Output the listing exactly, leaving out no line.

☆ ☆ ☆

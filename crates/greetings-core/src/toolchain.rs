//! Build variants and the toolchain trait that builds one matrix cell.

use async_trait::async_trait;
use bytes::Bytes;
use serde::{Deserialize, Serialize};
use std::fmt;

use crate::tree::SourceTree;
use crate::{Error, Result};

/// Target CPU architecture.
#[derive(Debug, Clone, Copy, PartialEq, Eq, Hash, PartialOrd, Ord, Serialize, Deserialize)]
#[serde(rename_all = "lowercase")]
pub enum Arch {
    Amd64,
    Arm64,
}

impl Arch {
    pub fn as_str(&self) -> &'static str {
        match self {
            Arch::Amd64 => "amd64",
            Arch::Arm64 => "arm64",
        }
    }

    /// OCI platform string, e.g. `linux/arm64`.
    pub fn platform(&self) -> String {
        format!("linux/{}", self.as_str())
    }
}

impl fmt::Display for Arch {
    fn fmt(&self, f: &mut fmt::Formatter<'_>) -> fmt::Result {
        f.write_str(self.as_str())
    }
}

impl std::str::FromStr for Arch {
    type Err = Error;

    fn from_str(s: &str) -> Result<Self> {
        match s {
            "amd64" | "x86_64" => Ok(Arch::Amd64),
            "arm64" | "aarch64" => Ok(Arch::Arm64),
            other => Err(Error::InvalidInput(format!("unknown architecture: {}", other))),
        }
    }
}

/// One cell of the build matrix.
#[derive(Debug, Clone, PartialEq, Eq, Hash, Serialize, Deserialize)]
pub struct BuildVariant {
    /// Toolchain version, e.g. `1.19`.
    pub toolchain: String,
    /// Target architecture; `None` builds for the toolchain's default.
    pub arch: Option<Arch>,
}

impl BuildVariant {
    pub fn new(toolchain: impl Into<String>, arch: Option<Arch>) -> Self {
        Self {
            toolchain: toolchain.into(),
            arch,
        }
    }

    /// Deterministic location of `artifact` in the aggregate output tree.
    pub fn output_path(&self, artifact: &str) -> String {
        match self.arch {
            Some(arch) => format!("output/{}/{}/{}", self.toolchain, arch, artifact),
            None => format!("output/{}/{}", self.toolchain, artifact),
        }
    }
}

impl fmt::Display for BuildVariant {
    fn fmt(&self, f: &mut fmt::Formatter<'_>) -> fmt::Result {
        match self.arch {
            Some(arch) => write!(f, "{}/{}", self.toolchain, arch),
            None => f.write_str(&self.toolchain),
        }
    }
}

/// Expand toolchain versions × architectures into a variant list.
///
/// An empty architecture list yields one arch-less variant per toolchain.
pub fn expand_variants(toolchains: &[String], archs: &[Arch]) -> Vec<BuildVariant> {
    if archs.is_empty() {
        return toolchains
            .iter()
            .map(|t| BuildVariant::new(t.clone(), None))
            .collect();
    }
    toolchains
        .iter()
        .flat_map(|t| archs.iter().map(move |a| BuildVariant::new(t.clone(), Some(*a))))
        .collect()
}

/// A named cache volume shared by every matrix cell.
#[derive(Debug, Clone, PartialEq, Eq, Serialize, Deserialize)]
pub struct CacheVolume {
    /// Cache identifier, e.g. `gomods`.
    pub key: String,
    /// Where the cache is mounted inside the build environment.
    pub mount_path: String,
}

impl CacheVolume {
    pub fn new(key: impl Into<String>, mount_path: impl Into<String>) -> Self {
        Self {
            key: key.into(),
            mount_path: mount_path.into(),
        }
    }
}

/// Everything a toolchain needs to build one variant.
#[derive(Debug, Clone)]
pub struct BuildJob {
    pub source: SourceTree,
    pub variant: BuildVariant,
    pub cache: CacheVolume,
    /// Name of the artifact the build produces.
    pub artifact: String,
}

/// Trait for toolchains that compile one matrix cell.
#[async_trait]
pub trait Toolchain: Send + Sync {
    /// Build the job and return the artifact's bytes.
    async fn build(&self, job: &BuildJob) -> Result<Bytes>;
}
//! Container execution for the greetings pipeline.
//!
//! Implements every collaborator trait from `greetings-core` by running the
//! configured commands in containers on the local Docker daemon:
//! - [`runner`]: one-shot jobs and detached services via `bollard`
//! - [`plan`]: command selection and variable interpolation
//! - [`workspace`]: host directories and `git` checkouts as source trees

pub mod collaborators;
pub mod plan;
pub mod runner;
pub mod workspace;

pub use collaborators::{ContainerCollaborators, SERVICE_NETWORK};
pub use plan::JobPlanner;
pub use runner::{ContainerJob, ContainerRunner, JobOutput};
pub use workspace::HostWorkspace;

☆ ☆ ☆

## Solution to this task
filename crates/greetings-core/src/toolchain.rs
//! Build variants and the toolchain trait that builds one matrix cell.

use async_trait::async_trait;
use bytes::Bytes;
use serde::{Deserialize, Serialize};
use std::fmt;

use crate::tree::SourceTree;
use crate::{Error, Result};

/// Target CPU architecture.
#[derive(Debug, Clone, Copy, PartialEq, Eq, Hash, PartialOrd, Ord, Serialize, Deserialize)]
#[serde(rename_all = "lowercase")]
pub enum Arch {
    Amd64,
    Arm64,
}

impl Arch {
    pub fn as_str(&self) -> &'static str {
        match self {
            Arch::Amd64 => "amd64",
            Arch::Arm64 => "arm64",
        }
    }

    /// OCI platform string, e.g. `linux/arm64`.
    pub fn platform(&self) -> String {
        format!("linux/{}", self.as_str())
    }
}

impl fmt::Display for Arch {
    fn fmt(&self, f: &mut fmt::Formatter<'_>) -> fmt::Result {
        f.write_str(self.as_str())
    }
}

impl std::str::FromStr for Arch {
    type Err = Error;

    fn from_str(s: &str) -> Result<Self> {
        match s {
            "amd64" | "x86_64" => Ok(Arch::Amd64),
            "arm64" | "aarch64" => Ok(Arch::Arm64),
            other => Err(Error::InvalidInput(format!("unknown architecture: {}", other))),
        }
    }
}

/// One cell of the build matrix.
#[derive(Debug, Clone, PartialEq, Eq, Hash, Serialize, Deserialize)]
pub struct BuildVariant {
    /// Toolchain version, e.g. `1.19`.
    pub toolchain: String,
    /// Target architecture; `None` builds for the toolchain's default.
    pub arch: Option<Arch>,
}

impl BuildVariant {
    pub fn new(toolchain: impl Into<String>, arch: Option<Arch>) -> Self {
        Self {
            toolchain: toolchain.into(),
            arch,
        }
    }

    /// Deterministic location of `artifact` in the aggregate output tree.
    pub fn output_path(&self, artifact: &str) -> String {
        match self.arch {
            Some(arch) => format!("output/{}/{}/{}", self.toolchain, arch, artifact),
            None => format!("output/{}/{}", self.toolchain, artifact),
        }
    }
}

impl fmt::Display for BuildVariant {
    fn fmt(&self, f: &mut fmt::Formatter<'_>) -> fmt::Result {
        match self.arch {
            Some(arch) => write!(f, "{}/{}", self.toolchain, arch),
            None => f.write_str(&self.toolchain),
        }
    }
}

/// Expand toolchain versions × architectures into a variant list.
///
/// An empty architecture list yields one arch-less variant per toolchain.
pub fn expand_variants(toolchains: &[String], archs: &[Arch]) -> Vec<BuildVariant> {
    if archs.is_empty() {
        return toolchains
            .iter()
            .map(|t| BuildVariant::new(t.clone(), None))
            .collect();
    }
    toolchains
        .iter()
        .flat_map(|t| archs.iter().map(move |a| BuildVariant::new(t.clone(), Some(*a))))
        .collect()
}

/// A named cache volume shared by every matrix cell.
#[derive(Debug, Clone, PartialEq, Eq, Serialize, Deserialize)]
pub struct CacheVolume {
    /// Cache identifier, e.g. `gomods`.
    pub key: String,
    /// Where the cache is mounted inside the build environment.
    pub mount_path: String,
}

impl CacheVolume {
    pub fn new(key: impl Into<String>, mount_path: impl Into<String>) -> Self {
        Self {
            key: key.into(),
            mount_path: mount_path.into(),
        }
    }
}

/// Everything a toolchain needs to build one variant.
#[derive(Debug, Clone)]
pub struct BuildJob {
    pub source: SourceTree,
    pub variant: BuildVariant,
    pub cache: CacheVolume,
    /// Name of the artifact the build produces.
    pub artifact: String,
}

/// Trait for toolchains that compile one matrix cell.
#[async_trait]
pub trait Toolchain: Send + Sync {
    /// Build the job and return the artifact's bytes.
    async fn build(&self, job: &BuildJob) -> Result<Bytes>;
}
//! Container execution for the greetings pipeline.
//!
//! Implements every collaborator trait from `greetings-core` by running the
//! configured commands in containers on the local Docker daemon:
//! - [`runner`]: one-shot jobs and detached services via `bollard`
//! - [`plan`]: command selection and variable interpolation
//! - [`workspace`]: host directories and `git` checkouts as source trees

pub mod collaborators;
pub mod plan;
pub mod runner;
pub mod workspace;

pub use collaborators::{ContainerCollaborators, SERVICE_NETWORK};
pub use plan::JobPlanner;
pub use runner::{ContainerJob, ContainerRunner, JobOutput};
pub use workspace::HostWorkspace;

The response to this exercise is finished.